The airlifts were opposed by Britain, which did not want American meddling with any of its colonies, one of which was Kenya. British officials spread propaganda among top Kenyan students that American education was inferior to British education.

==Legacy==
The airlifts officially ended in 1963. Most of the graduates from American and Canadian colleges and universities went back to help build the newly-independent Kenya. Some were employed even before they had graduated, mainly in the public administration sector as district and provincial officers. Men found it easy to get jobs for which they qualified, but women faced a tougher challenge since they were offered secretarial duties despite being better qualified than most male officers in the same departments. However, the inclusion of women demonstrated foresight on the part of the airlift organizers. One of these women, Wangari Maathai, later won the Nobel Peace Prize, and another, Leah Marangu, later become the first female head of a university in Africa.

==Notable beneficiaries==
Over 800 students, mainly from Kenya, benefited from the Kennedy Airlift. Notable recipients include Kenya's Wangari Maathai, the first African female and first environmentalist to win the Nobel Prize; Mahmoud Mamdani, a prominent Ugandan academic listed in the top 100 list of public intellectuals by Prospect Magazine; and George Saitoti, a former vice president of Kenya. Other notable recipients include

===Academia and education===
- Prof. Leah Marangu (Former Vice Chancellor of African Nazarene University)
- Prof. Mahmoud Mamdani (Prominent Ugandan author and academic. Director of Makerere Institute of Social Research)
- Prof. Miriam Were (Chancellor, Moi University. Winner of the Hideyo Noguchi Africa Prize)

===Diplomatic service===
- Pamela Odede Mboya (Former Kenyan representative to UN Habitat)
- Hon. Simon Thuo Kairo (First Kenyan ambassador to China)
- Prof. Washington Aggrey Okumu (Kenyan diplomat, economist and politician)
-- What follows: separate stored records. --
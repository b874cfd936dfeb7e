//! Test utilities for the fleet backend
//!
//! This module provides proptest generators for domain values (MAC addresses,
//! device ids, device names, RSSI figures) and an in-memory store with
//! failure injection for exercising the fan-out and resolver engines without
//! DynamoDB.

pub mod generators {
    use proptest::prelude::*;

    /// Generate a valid MAC address in XX:XX:XX:XX:XX:XX format
    pub fn mac_address() -> impl Strategy<Value = String> {
        prop::collection::vec(0u8..=255, 6).prop_map(|bytes| {
            bytes
                .iter()
                .map(|b| format!("{:02X}", b))
                .collect::<Vec<_>>()
                .join(":")
        })
    }

    /// Generate an invalid MAC address (wrong format)
    pub fn invalid_mac_address() -> impl Strategy<Value = String> {
        prop_oneof![
            // Too short
            Just("AA:BB:CC:DD:EE".to_string()),
            // Too long
            Just("AA:BB:CC:DD:EE:FF:00".to_string()),
            // Wrong separator
            Just("AA-BB-CC-DD-EE-FF".to_string()),
            // Invalid characters
            Just("GG:HH:II:JJ:KK:LL".to_string()),
            // Missing colons
            Just("AABBCCDDEEFF".to_string()),
            // Empty
            Just("".to_string()),
        ]
    }

    /// Generate a valid device id key
    pub fn device_id() -> impl Strategy<Value = String> {
        prop::string::string_regex("[A-Za-z0-9_-]{1,64}").expect("Valid regex for device_id")
    }

    /// Generate an invalid device id (empty, too long, or unsafe characters)
    pub fn invalid_device_id() -> impl Strategy<Value = String> {
        prop_oneof![
            Just("".to_string()),
            prop::string::string_regex("[A-Za-z0-9]{65,80}").expect("Valid regex"),
            Just("strips/k1".to_string()),
            Just("device id".to_string()),
            Just("k1\n".to_string()),
        ]
    }

    /// Generate a plausible human device name (letters, digits, spaces)
    pub fn device_name() -> impl Strategy<Value = String> {
        prop::string::string_regex("[A-Za-z][A-Za-z0-9 ]{0,30}").expect("Valid regex for name")
    }

    /// Generate a plausible RSSI figure in dBm
    pub fn rssi() -> impl Strategy<Value = i32> {
        -120i32..0i32
    }
}

pub mod memory {
    use std::collections::{BTreeMap, HashSet};
    use std::sync::Mutex;

    use serde_json::Value;

    use crate::domain::{DeviceCheckin, DeviceConfig, GlobalPolicy};
    use crate::store::{DeviceStore, PolicyStore, StoreError};

    /// In-memory implementation of the device and policy stores.
    ///
    /// `BTreeMap` keys give the same device-id ordering the durable store
    /// contract requires. Failure injection simulates an unreachable backend:
    /// per-device write failures, policy write failures, and read failures.
    #[derive(Debug, Default)]
    pub struct InMemoryFleetStore {
        inner: Mutex<Inner>,
    }

    #[derive(Debug, Default)]
    struct Inner {
        strips: BTreeMap<String, DeviceConfig>,
        checkins: BTreeMap<String, DeviceCheckin>,
        policy: Option<GlobalPolicy>,
        failing_devices: HashSet<String>,
        fail_policy_writes: bool,
        fail_reads: bool,
    }

    impl InMemoryFleetStore {
        pub fn new() -> Self {
            Self::default()
        }

        /// Seed a device configuration record.
        pub fn add_config(&self, device_id: &str, name: Option<&str>, enabled: bool, mode: &str) {
            let mut inner = self.inner.lock().unwrap();
            inner.strips.insert(
                device_id.to_string(),
                DeviceConfig {
                    device_id: device_id.to_string(),
                    name: name.map(|n| n.to_string()),
                    enabled,
                    mode: mode.to_string(),
                },
            );
        }

        /// Seed a check-in record with an embedded config snapshot.
        pub fn add_checkin(
            &self,
            device_id: &str,
            name: Option<&str>,
            timestamp_ms: i64,
            mac: &str,
            ip: &str,
            rssi: i32,
        ) {
            let checkin = DeviceCheckin {
                device_id: device_id.to_string(),
                config: DeviceConfig {
                    device_id: device_id.to_string(),
                    name: name.map(|n| n.to_string()),
                    enabled: true,
                    mode: "rainbow".to_string(),
                },
                timestamp_ms,
                mac: mac.to_string(),
                ip: ip.to_string(),
                rssi,
            };
            let mut inner = self.inner.lock().unwrap();
            inner.checkins.insert(device_id.to_string(), checkin);
        }

        /// Seed a fully-specified check-in record.
        pub fn put_checkin(&self, checkin: DeviceCheckin) {
            let mut inner = self.inner.lock().unwrap();
            inner.checkins.insert(checkin.device_id.clone(), checkin);
        }

        /// Make every subsequent write to `device_id` fail.
        pub fn fail_writes_for(&self, device_id: &str) {
            let mut inner = self.inner.lock().unwrap();
            inner.failing_devices.insert(device_id.to_string());
        }

        /// Make every subsequent policy write fail.
        pub fn fail_policy_writes(&self) {
            self.inner.lock().unwrap().fail_policy_writes = true;
        }

        /// Make every subsequent read fail.
        pub fn fail_reads(&self) {
            self.inner.lock().unwrap().fail_reads = true;
        }
    }

    impl DeviceStore for InMemoryFleetStore {
        async fn list_configs(&self) -> Result<Vec<DeviceConfig>, StoreError> {
            let inner = self.inner.lock().unwrap();
            if inner.fail_reads {
                return Err(StoreError::Unavailable("simulated read failure".into()));
            }
            Ok(inner.strips.values().cloned().collect())
        }

        async fn list_checkins(&self) -> Result<Vec<DeviceCheckin>, StoreError> {
            let inner = self.inner.lock().unwrap();
            if inner.fail_reads {
                return Err(StoreError::Unavailable("simulated read failure".into()));
            }
            Ok(inner.checkins.values().cloned().collect())
        }

        async fn set_config_field(
            &self,
            device_id: &str,
            field: &str,
            value: Value,
        ) -> Result<(), StoreError> {
            let mut inner = self.inner.lock().unwrap();

            if inner.failing_devices.contains(device_id) {
                return Err(StoreError::Unavailable("simulated write failure".into()));
            }

            let config = inner
                .strips
                .get(device_id)
                .ok_or_else(|| StoreError::UnknownDevice(device_id.to_string()))?;

            // Apply the field write through the record's JSON representation,
            // the same schemaless shape the durable store uses
            let mut doc = serde_json::to_value(config)
                .map_err(|e| StoreError::Serialization(e.to_string()))?;
            doc[field] = value;
            let updated: DeviceConfig =
                serde_json::from_value(doc).map_err(|e| StoreError::Serialization(e.to_string()))?;

            inner.strips.insert(device_id.to_string(), updated);
            Ok(())
        }
    }

    impl PolicyStore for InMemoryFleetStore {
        async fn put_policy(&self, policy: GlobalPolicy) -> Result<(), StoreError> {
            let mut inner = self.inner.lock().unwrap();
            if inner.fail_policy_writes {
                return Err(StoreError::Unavailable(
                    "simulated policy write failure".into(),
                ));
            }
            inner.policy = Some(policy);
            Ok(())
        }

        async fn get_policy(&self) -> Result<Option<GlobalPolicy>, StoreError> {
            let inner = self.inner.lock().unwrap();
            if inner.fail_reads {
                return Err(StoreError::Unavailable("simulated read failure".into()));
            }
            Ok(inner.policy)
        }
    }
}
===Environmentalism and conservationism===
- Hon. Wangari Maathai (First African female and first environmentalist Nobel Prize winner)

===Journalism, writing and media===
- Maina wa Kinyatti (Kenyan Author and Mau Mau historian. Winner of the PEN freedom to write award)

===Politics, trade unionism and civil rights===
- Hon. Arthur Magugu (Kenyan politician and former cabinet minister)
- Prof. George Saitoti (Mathematician. Former Vice President of Kenya)
- Hon. Ochola Ogaye Mak'Anyengo (Kenyan trade unionist and politician)
- Hon. Wilson Ndolo Ayah (Kenyan politician and former cabinet minister)
- Dr. Zachary Onyonka (Kenyan politician and former cabinet minister)
- Hon. Maina Wanjigi (James Maina) (Kenyan politician and former cabinet minister)

===Science, technology and medicine===
- Prof. Miriam Were (Prominent A.I.D.S. researcher. Chancellor, Moi University. Winner of the Hideyo Noguchi Africa Prize)
- Dr. Ng'endo Mwangi (First Kenyan female physician. First black African student at Smith College in Massachusetts and the Albert Einstein College of Medicine in New York)
- Prof Reuben Olembo (Kenyan scientist and environmentalist. Former Deputy Director of UNEP)

==Barack Obama Sr.==
Contrary to some media reports, Barack Obama Sr., the first husband of Stanley Ann Dunham and father of Barack Obama II, was not a direct beneficiary of the airlifts. Instead, inspired by the airlift program, he applied to various American universities and received private funding to attend the University of Hawaii. He also received funding from the African American Students Foundation (AASF) with the help of Mboya and so was part of the so-called "airlift generation".